Brent crude futures <LCOc1> were at $76.60 per barrel at 1015 GMT, down
72 cents, or 0.9 percent. U.S. West Texas Intermediate (WTI) crude
futures <CLc1> were down 39 cents, or 0.6 percent, at $65.56.
China's May crude oil imports eased away from a record high hit the
month before, customs data showed on Friday, with state-run refineries
entering planned maintenance.
May shipments were 39.05 million tonnes, or 9.2 million barrels per day
(bpd). That compared with 9.6 million bpd in April.

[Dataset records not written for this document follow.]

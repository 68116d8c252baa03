//! # bdremote-core
//!
//! Shared library for bdremoted containing the raw report decoder, the
//! remote's key table, the listener-facing wire format, and the key-session
//! state machine that turns transient down/up transitions into press and
//! auto-repeat events.
//!
//! This crate is used by the daemon and by its integration tests.
//! It has zero dependencies on OS APIs or network sockets.
//!
//! # Architecture overview
//!
//! The Sony BD remote reports only edges: one report when a key goes down and
//! one when it is released. Listeners, on the other hand, expect a press line
//! immediately and then a steady stream of repeat lines while the key stays
//! held. Bridging the two is the job of this crate's pure logic:
//!
//! - **`protocol`** – How bytes come in and go out. `protocol::report`
//!   validates a fixed-size 13-byte report and extracts the key transition;
//!   `protocol::wire` formats the single ASCII line type listeners consume.
//!
//! - **`keytable`** – The static mapping from hardware key codes to symbolic
//!   names and the code echoed back on the wire.
//!
//! - **`session`** – The `KeySession` state machine: which key is held, when
//!   it was pressed, and when the next repeat event is due.

// Declare the three top-level modules.  Rust will look for each in a
// subdirectory with the same name (e.g., src/protocol/mod.rs).
pub mod keytable;
pub mod protocol;
pub mod session;

// Re-export the most-used types at the crate root so callers can write
// `bdremote_core::KeySession` instead of `bdremote_core::session::KeySession`.
pub use keytable::{code_to_index, KeyTableEntry, KEY_TABLE, RELEASE_CODE};
pub use protocol::report::{decode_report, ReportEvent, REPORT_LEN, REPORT_MAGIC};
pub use protocol::wire::{format_event_line, SOURCE_TAG};
pub use session::{
    KeySession, PressOutcome, RepeatConfig, TickOutcome, REPEATS_BEFORE_TRANSMIT,
};
//! Scripted report source for tests and hardware-less runs.

use std::sync::mpsc;
use std::sync::Mutex;

use super::{ReportSource, TransportError};

/// Replays a fixed list of report buffers in order, then stays silent.
///
/// The channel stays open after the script is exhausted so the worker keeps
/// seeing an empty (not disconnected) queue, matching a quiet remote.
pub struct MockReportSource {
    reports: Vec<Vec<u8>>,
    /// Keeps the sending half alive after the script is replayed.
    keep_alive: Mutex<Option<mpsc::Sender<Vec<u8>>>>,
}

impl MockReportSource {
    pub fn new(reports: Vec<Vec<u8>>) -> Self {
        Self {
            reports,
            keep_alive: Mutex::new(None),
        }
    }
}

impl ReportSource for MockReportSource {
    fn start(&self) -> Result<mpsc::Receiver<Vec<u8>>, TransportError> {
        let mut keep_alive = self.keep_alive.lock().expect("mock lock");
        if keep_alive.is_some() {
            return Err(TransportError::AlreadyStarted);
        }

        let (tx, rx) = mpsc::channel();
        for report in &self.reports {
            // Receiver is in scope; the send cannot fail.
            let _ = tx.send(report.clone());
        }
        *keep_alive = Some(tx);
        Ok(rx)
    }

    fn stop(&self) {
        self.keep_alive.lock().expect("mock lock").take();
    }
}

// ── Tests ─────────────────────────────────────────────────────────────────────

Further weighing on prices has been surging U.S. output <C-OUT-T-EIA>,
which hit another record last week at 10.8 million bpd.

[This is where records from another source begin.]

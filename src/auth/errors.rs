//! Authentication error types.

use axum::{
    Json,
    http::StatusCode,
    response::{IntoResponse, Response},
};
use serde::Serialize;

/// Internal auth error kind used by the extractors.
#[derive(Debug, Clone, Copy, PartialEq, Eq)]
pub enum AuthErrorKind {
    NotAuthenticated,
    UserNotFound,
    InsufficientRole,
    DatabaseError,
}

/// API authentication errors (returns JSON).
#[derive(Debug)]
pub struct ApiAuthError {
    pub(super) kind: AuthErrorKind,
}

impl ApiAuthError {
    pub(super) fn new(kind: AuthErrorKind) -> Self {
        Self { kind }
    }

    pub fn kind(&self) -> AuthErrorKind {
        self.kind
    }

    fn status_code(&self) -> StatusCode {
        match self.kind {
            AuthErrorKind::NotAuthenticated | AuthErrorKind::UserNotFound => {
                StatusCode::UNAUTHORIZED
            }
            AuthErrorKind::InsufficientRole => StatusCode::FORBIDDEN,
            AuthErrorKind::DatabaseError => StatusCode::INTERNAL_SERVER_ERROR,
        }
    }

    fn message(&self) -> &'static str {
        match self.kind {
            AuthErrorKind::NotAuthenticated => "Not authenticated",
            AuthErrorKind::UserNotFound => "User not found",
            AuthErrorKind::InsufficientRole => "Insufficient permissions",
            AuthErrorKind::DatabaseError => "Database error",
        }
    }
}

impl From<AuthErrorKind> for ApiAuthError {
    fn from(kind: AuthErrorKind) -> Self {
        Self::new(kind)
    }
}

impl IntoResponse for ApiAuthError {
    fn into_response(self) -> Response {
        #[derive(Serialize)]
        struct ErrorResponse {
            error: &'static str,
        }

        (
            self.status_code(),
            Json(ErrorResponse {
                error: self.message(),
            }),
        )
            .into_response()
    }
}
//! Token validation.
//!
//! `is_valid` answers the yes/no question the per-request filter needs and
//! never fails. `authenticate` recovers the principal from a well-signed
//! access token even after it expired, which the reissue flow relies on.

use std::sync::Arc;

use tracing::debug;

use super::codec::{Claims, ClaimsCodec, Decoded};
use super::error::TokenError;
use crate::auth::Principal;

#[derive(Clone)]
pub struct TokenValidator {
    codec: Arc<ClaimsCodec>,
}

impl TokenValidator {
    pub fn new(codec: Arc<ClaimsCodec>) -> Self {
        Self { codec }
    }

    /// Strict validation: signature must verify and expiry must be in the future.
    pub fn validate(&self, token: &str) -> Result<Claims, TokenError> {
        self.validate_at(token, jsonwebtoken::get_current_timestamp())
    }

    pub fn validate_at(&self, token: &str, now: u64) -> Result<Claims, TokenError> {
        match self.codec.decode(token, now)? {
            Decoded::Valid(claims) => Ok(claims),
            Decoded::Expired(_) => Err(TokenError::TokenExpired),
        }
    }

    /// True iff the token is correctly signed and unexpired.
    pub fn is_valid(&self, token: &str) -> bool {
        self.is_valid_at(token, jsonwebtoken::get_current_timestamp())
    }

    pub fn is_valid_at(&self, token: &str, now: u64) -> bool {
        match self.validate_at(token, now) {
            Ok(_) => true,
            Err(e) => {
                debug!(error = %e, "Token rejected");
                false
            }
        }
    }

    /// Principal embedded in a correctly signed access token, expired or not.
    pub fn authenticate(&self, token: &str) -> Result<Principal, TokenError> {
        let claims = self
            .codec
            .decode(token, jsonwebtoken::get_current_timestamp())?
            .into_claims();

        let authorities = claims.auth.ok_or(TokenError::MissingAuthorityClaim)?;
        let subject = claims.sub.ok_or(TokenError::TokenMalformed)?;

        Ok(Principal::from_authority_claim(subject, &authorities))
    }
}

That's a 28 percent gain in two years. It puts the United States close
to becoming the world's biggest crude producer, edging nearer to the 11
million bpd churned out by Russia.
The surge in U.S. production has pulled down WTI into a discount versus
Brent <CL-LCO1=R> of more than $11 per barrel, its steepest since 2015.
"This is occurring because of the rapid increase in production from U.S.
shale coupled with the tightening of supplies elsewhere through the
actions of OPEC and Russia," said William O'Loughlin, investment analyst
at Australia's Rivkin Securities.
MARKET STILL TIGHT
Despite Friday's falls, Brent remains more than 15 percent above its
level at the start of the year.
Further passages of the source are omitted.